# Problem:
Among the lines below, restate word for word only those from the line with "impl ReceiverChannel for" through the line with "fn segment(seq_start: u32, message: &[u8])", with both end lines kept.

----- The data

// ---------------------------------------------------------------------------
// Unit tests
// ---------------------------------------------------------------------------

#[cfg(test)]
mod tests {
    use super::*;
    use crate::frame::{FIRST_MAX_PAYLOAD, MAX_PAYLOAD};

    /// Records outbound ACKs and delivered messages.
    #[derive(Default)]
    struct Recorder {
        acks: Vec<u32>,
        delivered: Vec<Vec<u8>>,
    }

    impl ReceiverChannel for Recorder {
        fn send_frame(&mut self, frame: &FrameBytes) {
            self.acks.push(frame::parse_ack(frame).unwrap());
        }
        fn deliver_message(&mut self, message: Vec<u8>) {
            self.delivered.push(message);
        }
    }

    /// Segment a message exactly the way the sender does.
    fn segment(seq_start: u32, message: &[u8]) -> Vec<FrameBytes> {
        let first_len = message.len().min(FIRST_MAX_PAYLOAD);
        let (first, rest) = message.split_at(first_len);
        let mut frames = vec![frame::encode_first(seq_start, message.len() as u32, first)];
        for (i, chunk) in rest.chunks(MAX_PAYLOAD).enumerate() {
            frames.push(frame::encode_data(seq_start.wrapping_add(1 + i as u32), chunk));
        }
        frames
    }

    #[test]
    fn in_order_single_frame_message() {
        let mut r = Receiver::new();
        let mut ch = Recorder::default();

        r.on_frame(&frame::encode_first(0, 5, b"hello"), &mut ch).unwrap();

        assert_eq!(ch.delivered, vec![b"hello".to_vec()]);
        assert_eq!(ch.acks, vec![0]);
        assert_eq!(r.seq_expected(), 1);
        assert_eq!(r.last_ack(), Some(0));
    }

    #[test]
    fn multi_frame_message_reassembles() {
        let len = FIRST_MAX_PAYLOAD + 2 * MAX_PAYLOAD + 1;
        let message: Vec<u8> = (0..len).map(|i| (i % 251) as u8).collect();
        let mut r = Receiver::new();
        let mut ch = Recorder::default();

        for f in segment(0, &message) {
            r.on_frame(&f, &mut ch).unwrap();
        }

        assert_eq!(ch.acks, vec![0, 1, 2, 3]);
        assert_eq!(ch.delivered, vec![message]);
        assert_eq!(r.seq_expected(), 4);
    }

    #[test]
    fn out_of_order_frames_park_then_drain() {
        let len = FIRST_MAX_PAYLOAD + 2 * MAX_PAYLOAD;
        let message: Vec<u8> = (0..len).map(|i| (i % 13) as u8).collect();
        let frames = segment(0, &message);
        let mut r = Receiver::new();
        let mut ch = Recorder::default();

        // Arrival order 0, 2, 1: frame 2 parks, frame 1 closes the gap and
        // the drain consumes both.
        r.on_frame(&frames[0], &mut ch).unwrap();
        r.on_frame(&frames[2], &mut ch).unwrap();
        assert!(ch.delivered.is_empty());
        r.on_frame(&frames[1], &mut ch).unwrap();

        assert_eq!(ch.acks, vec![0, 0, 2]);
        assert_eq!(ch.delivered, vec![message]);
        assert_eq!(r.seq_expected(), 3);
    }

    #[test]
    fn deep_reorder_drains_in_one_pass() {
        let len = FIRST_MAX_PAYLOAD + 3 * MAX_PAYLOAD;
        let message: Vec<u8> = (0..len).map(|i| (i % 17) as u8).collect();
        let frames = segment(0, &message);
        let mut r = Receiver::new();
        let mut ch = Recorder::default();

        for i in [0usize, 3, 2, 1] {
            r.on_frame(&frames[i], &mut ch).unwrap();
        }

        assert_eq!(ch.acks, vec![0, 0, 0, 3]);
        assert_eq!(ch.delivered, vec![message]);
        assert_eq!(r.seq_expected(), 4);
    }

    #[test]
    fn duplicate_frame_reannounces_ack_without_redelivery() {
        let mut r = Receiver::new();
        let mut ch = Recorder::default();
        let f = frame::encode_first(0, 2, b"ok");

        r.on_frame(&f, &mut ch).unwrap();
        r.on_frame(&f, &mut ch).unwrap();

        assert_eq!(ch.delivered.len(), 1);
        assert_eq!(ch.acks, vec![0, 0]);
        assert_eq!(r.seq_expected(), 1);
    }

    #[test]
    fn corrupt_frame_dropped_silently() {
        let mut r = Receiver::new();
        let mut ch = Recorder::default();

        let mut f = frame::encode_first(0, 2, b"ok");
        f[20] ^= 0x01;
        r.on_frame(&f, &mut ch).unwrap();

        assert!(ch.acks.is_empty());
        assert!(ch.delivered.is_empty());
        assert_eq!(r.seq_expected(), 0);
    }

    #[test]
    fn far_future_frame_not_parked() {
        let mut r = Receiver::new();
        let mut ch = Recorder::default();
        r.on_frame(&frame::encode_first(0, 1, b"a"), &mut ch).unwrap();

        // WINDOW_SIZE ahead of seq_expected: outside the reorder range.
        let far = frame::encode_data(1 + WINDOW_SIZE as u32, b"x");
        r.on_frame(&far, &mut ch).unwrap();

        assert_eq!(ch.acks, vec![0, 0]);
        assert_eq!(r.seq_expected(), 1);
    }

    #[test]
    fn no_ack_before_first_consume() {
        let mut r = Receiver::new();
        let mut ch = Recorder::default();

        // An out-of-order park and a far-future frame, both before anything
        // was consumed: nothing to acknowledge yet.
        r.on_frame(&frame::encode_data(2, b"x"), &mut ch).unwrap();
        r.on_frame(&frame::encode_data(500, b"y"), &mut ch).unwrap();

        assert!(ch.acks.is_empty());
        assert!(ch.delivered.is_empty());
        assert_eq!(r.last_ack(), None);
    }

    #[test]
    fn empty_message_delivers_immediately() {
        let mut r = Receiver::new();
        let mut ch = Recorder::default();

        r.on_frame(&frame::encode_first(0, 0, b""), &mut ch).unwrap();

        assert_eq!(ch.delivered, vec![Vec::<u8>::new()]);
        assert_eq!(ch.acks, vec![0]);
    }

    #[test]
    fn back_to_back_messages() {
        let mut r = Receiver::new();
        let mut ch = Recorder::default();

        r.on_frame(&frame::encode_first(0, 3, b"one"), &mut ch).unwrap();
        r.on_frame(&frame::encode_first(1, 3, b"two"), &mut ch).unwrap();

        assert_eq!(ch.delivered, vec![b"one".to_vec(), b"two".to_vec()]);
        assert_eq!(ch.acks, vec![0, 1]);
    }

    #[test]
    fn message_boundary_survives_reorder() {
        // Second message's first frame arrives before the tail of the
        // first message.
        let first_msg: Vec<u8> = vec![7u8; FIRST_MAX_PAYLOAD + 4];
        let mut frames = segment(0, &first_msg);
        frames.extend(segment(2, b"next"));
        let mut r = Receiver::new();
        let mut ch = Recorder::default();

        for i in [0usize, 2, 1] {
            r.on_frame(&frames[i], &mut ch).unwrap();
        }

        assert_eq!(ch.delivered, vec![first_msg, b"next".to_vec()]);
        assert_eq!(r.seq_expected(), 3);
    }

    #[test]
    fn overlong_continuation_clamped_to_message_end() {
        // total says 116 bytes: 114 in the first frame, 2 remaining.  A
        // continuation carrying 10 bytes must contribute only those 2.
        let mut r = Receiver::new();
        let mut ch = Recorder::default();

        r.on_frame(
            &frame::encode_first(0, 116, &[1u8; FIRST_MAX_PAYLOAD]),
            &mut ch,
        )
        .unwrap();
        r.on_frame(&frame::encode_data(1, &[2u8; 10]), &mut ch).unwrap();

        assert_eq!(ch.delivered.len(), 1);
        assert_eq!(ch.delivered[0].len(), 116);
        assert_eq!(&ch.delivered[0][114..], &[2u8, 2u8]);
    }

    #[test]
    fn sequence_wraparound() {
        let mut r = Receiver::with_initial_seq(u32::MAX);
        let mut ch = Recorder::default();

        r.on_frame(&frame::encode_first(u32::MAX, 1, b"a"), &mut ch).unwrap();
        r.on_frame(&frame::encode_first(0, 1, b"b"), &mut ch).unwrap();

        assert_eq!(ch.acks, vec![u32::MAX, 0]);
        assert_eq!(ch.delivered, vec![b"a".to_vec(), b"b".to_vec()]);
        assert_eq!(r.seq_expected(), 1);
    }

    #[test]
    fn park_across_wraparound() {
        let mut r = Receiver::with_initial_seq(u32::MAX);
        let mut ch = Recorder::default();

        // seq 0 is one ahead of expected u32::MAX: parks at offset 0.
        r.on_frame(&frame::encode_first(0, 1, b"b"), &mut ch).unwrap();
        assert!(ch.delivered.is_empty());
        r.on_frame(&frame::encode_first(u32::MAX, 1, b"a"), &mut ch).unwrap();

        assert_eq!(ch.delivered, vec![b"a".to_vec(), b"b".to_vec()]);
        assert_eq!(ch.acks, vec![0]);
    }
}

----------

# Answer for this exercise:
    impl ReceiverChannel for Recorder {
        fn send_frame(&mut self, frame: &FrameBytes) {
            self.acks.push(frame::parse_ack(frame).unwrap());
        }
        fn deliver_message(&mut self, message: Vec<u8>) {
            self.delivered.push(message);
        }
    }

    /// Segment a message exactly the way the sender does.
    fn segment(seq_start: u32, message: &[u8]) -> Vec<FrameBytes> {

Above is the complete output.